Returning to my website after a six-month hiatus, I’ve been wanting to play around with different ways of sharing updates on my projects, as well as other thoughts that might not warrant entries of their own. I love reading other people’s newsletters so wanted to try out one of my own!
Updates
The website has undergone a big redesign. Aside from some aesthetic changes, most entries are now on the main page. Hopefully this means less digging around to find things. Plus there is now a sitemap, tagmap and update log to better keep track of what is new.
I do like it when sites are like hypertext gardens, when there is an exploratory quality to clicking through different pages. Mark Bernstein makes the point that rigidly structured sites can feel inert and sterile. They foreclose more enjoyable ways of navigating around.
I also want people to be able to find my stuff, though, and hiding my writing several nested entries deep seems like a poor way of doing this. This is something I want to keep playing around with, to balance making the site accessible while still letting different areas have their own ambiances.
I posted a story, Bushfire, about an inauspicious start to a summer beach trip. This was a Muse Ariadne prompt fill. More prompt fills to come throughout the second half of the year!
I posted an entry on Gameboy Puzzleworlds with a retro review of Oracle of Seasons. I want to write about Link’s Awakening DX and Oracle of Ages too. But beyond that this is my chance to dive into the system itself and how its hardware constraints influenced the games that were made for it.

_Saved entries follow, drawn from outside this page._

//! Application configuration
//!
//! Loaded from an optional JSON file, then overridden by `SITE_DELETION_*`
//! environment variables, then validated.

use std::path::{Path, PathBuf};
use std::time::Duration;

use serde::{Deserialize, Serialize};
use site_deletion_core::error::{CoreError, CoreResult};
use site_deletion_core::types::ClientOptions;
use site_deletion_remote::{DEFAULT_API_BASE, DEFAULT_CONNECT_TIMEOUT, DEFAULT_REQUEST_TIMEOUT};

/// Environment variable names
pub const ENV_DATABASE_PATH: &str = "SITE_DELETION_DATABASE";
pub const ENV_API_BASE: &str = "SITE_DELETION_API_BASE";
pub const ENV_TOKEN: &str = "SITE_DELETION_TOKEN";
pub const ENV_CONNECT_TIMEOUT: &str = "SITE_DELETION_CONNECT_TIMEOUT";
pub const ENV_REQUEST_TIMEOUT: &str = "SITE_DELETION_REQUEST_TIMEOUT";

const DEFAULT_DATABASE_FILE: &str = "site-deletion.db";

#[derive(Debug, Clone, PartialEq, Eq, Serialize, Deserialize)]
#[serde(default, rename_all = "camelCase")]
pub struct AppConfig {
    /// `SQLite` database file
    pub database_path: PathBuf,
    /// REST API base URL
    pub api_base: String,
    /// OAuth bearer token
    #[serde(skip_serializing)]
    pub bearer_token: String,
    /// Connect timeout in seconds
    pub connect_timeout_secs: u64,
    /// Whole-request timeout in seconds
    pub request_timeout_secs: u64,
}

impl Default for AppConfig {
    fn default() -> Self {
        Self {
            database_path: PathBuf::from(DEFAULT_DATABASE_FILE),
            api_base: DEFAULT_API_BASE.to_string(),
            bearer_token: String::new(),
            connect_timeout_secs: DEFAULT_CONNECT_TIMEOUT.as_secs(),
            request_timeout_secs: DEFAULT_REQUEST_TIMEOUT.as_secs(),
        }
    }
}

impl AppConfig {
    /// Parse a JSON config document. Missing fields keep their defaults.
    pub fn from_json(text: &str) -> CoreResult<Self> {
        serde_json::from_str(text)
            .map_err(|e| CoreError::SerializationError(format!("Invalid config file: {e}")))
    }

    /// Read `path` if it exists; otherwise start from defaults.
    pub fn from_file(path: &Path) -> CoreResult<Self> {
        if !path.exists() {
            log::debug!("Config file {} not found, using defaults", path.display());
            return Ok(Self::default());
        }
        let text = std::fs::read_to_string(path).map_err(|e| {
            CoreError::StorageError(format!("Failed to read {}: {e}", path.display()))
        })?;
        Self::from_json(&text)
    }

    /// File, then process environment, then validation.
    pub fn load(path: &Path) -> CoreResult<Self> {
        let mut config = Self::from_file(path)?;
        config.apply_overrides(|key| std::env::var(key).ok())?;
        config.validate()?;
        Ok(config)
    }

    /// Apply `SITE_DELETION_*` overrides from `lookup`.
    pub fn apply_overrides<F>(&mut self, lookup: F) -> CoreResult<()>
    where
        F: Fn(&str) -> Option<String>,
    {
        if let Some(path) = lookup(ENV_DATABASE_PATH) {
            self.database_path = PathBuf::from(path);
        }
        if let Some(api_base) = lookup(ENV_API_BASE) {
            self.api_base = api_base;
        }
        if let Some(token) = lookup(ENV_TOKEN) {
            self.bearer_token = token;
        }
        if let Some(secs) = lookup(ENV_CONNECT_TIMEOUT) {
            self.connect_timeout_secs = parse_secs(ENV_CONNECT_TIMEOUT, &secs)?;
        }
        if let Some(secs) = lookup(ENV_REQUEST_TIMEOUT) {
            self.request_timeout_secs = parse_secs(ENV_REQUEST_TIMEOUT, &secs)?;
        }
        Ok(())
    }

    pub fn validate(&self) -> CoreResult<()> {
        if self.bearer_token.trim().is_empty() {
            return Err(CoreError::ValidationError(format!(
                "A bearer token is required (set {ENV_TOKEN})"
            )));
        }
        if !(self.api_base.starts_with("https://") || self.api_base.starts_with("http://")) {
            return Err(CoreError::ValidationError(format!(
                "API base must be an http(s) URL: {}",
                self.api_base
            )));
        }
        if self.connect_timeout_secs == 0 || self.request_timeout_secs == 0 {
            return Err(CoreError::ValidationError(
                "Timeouts must be at least one second".to_string(),
            ));
        }
        if self.database_path.as_os_str().is_empty() {
            return Err(CoreError::ValidationError(
                "Database path cannot be empty".to_string(),
            ));
        }
        Ok(())
    }

    /// Options for the remote deletion client.
    pub fn client_options(&self) -> ClientOptions {
        ClientOptions {
            api_base: self.api_base.clone(),
            bearer_token: self.bearer_token.clone(),
            connect_timeout: Duration::from_secs(self.connect_timeout_secs),
            request_timeout: Duration::from_secs(self.request_timeout_secs),
        }
    }
}

fn parse_secs(key: &str, value: &str) -> CoreResult<u64> {
    value
        .trim()
        .parse()
        .map_err(|_| CoreError::ValidationError(format!("{key} must be a number of seconds: {value:?}")))
}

Finally some additions to the slipbox. The idea of this entry is to collect occasional notes on things which may or may not get developed further. I’m calling it a random-access blog. This month, brief thoughts on linguistics, Engine Summer and Reagan Library.
Marginalia
It is midwinter in my corner of the world. Canberra is not elevated enough to get snow (although we can see it on the ranges at the western and southern edges of the city) but it still gets pretty cold. This has been one of the coldest winters in a long while.
I love this time of year. Most days have blue skies with no wind and even if the temperature is in the single digits we can wander around looking at all the bare trees. Everything gets so quiet and still. Even the rainy windy days are enjoyable if you can make it to a warm coffeeshop.

So not a lot of exploring, but a lot of staying in reading and playing games.
Mostly fantasy and science fiction this month! I’m slowly working through a copy of Stories of Your Life by Ted Chiange that a friend lent me. This is an incredible short story collection, every one I’ve read so far has been revelatory and heartbreaking in one way or another.
The standout for me so far is Story of Your Life. In the story aliens arrived several years previously, leaving artefacts in meadows across the planet and remaining in orbit since that time. The military hires a field linguist to establish communications and learn their language. This narrative is intertwined with vignettes from later in the linguist’s life, when she has married, divorced and had a daughter.
I had seen the adaptation, Arrival, years ago and hated it. The film raises fascinating questions about the nature of language and memory but then devolves into military drama. My only half-joking complaint at the time was that there was not enough linguistics.
Story of Your Life turns out to be very much about the linguistics and it is very much the better work because of it. Not just because the descriptions of how the linguist learns a fundamentally alien language are themselves enjoyable. Without spoiling the story, it also contextualises why the vignettes from her future life are interwoven with the narrative and why she acts as she does. It fills the story with an emotional resonance largely missing from the film.
I want to write a long essay about this and other stories from the collection, so, look forward to that in the future?
I have been rereading Ursula le Guin’s Earthsea novels, on the fantasy side. I have so far finished A Wizard of Earthsea and The Tombs of Atuan. My thoughts on this series are still half-formed, but it is interesting the way the first three novels centre on young adults confronting darkness and death. Le Guin’s writing is clear but gentle. These stories have the quality of myths passed down for centuries.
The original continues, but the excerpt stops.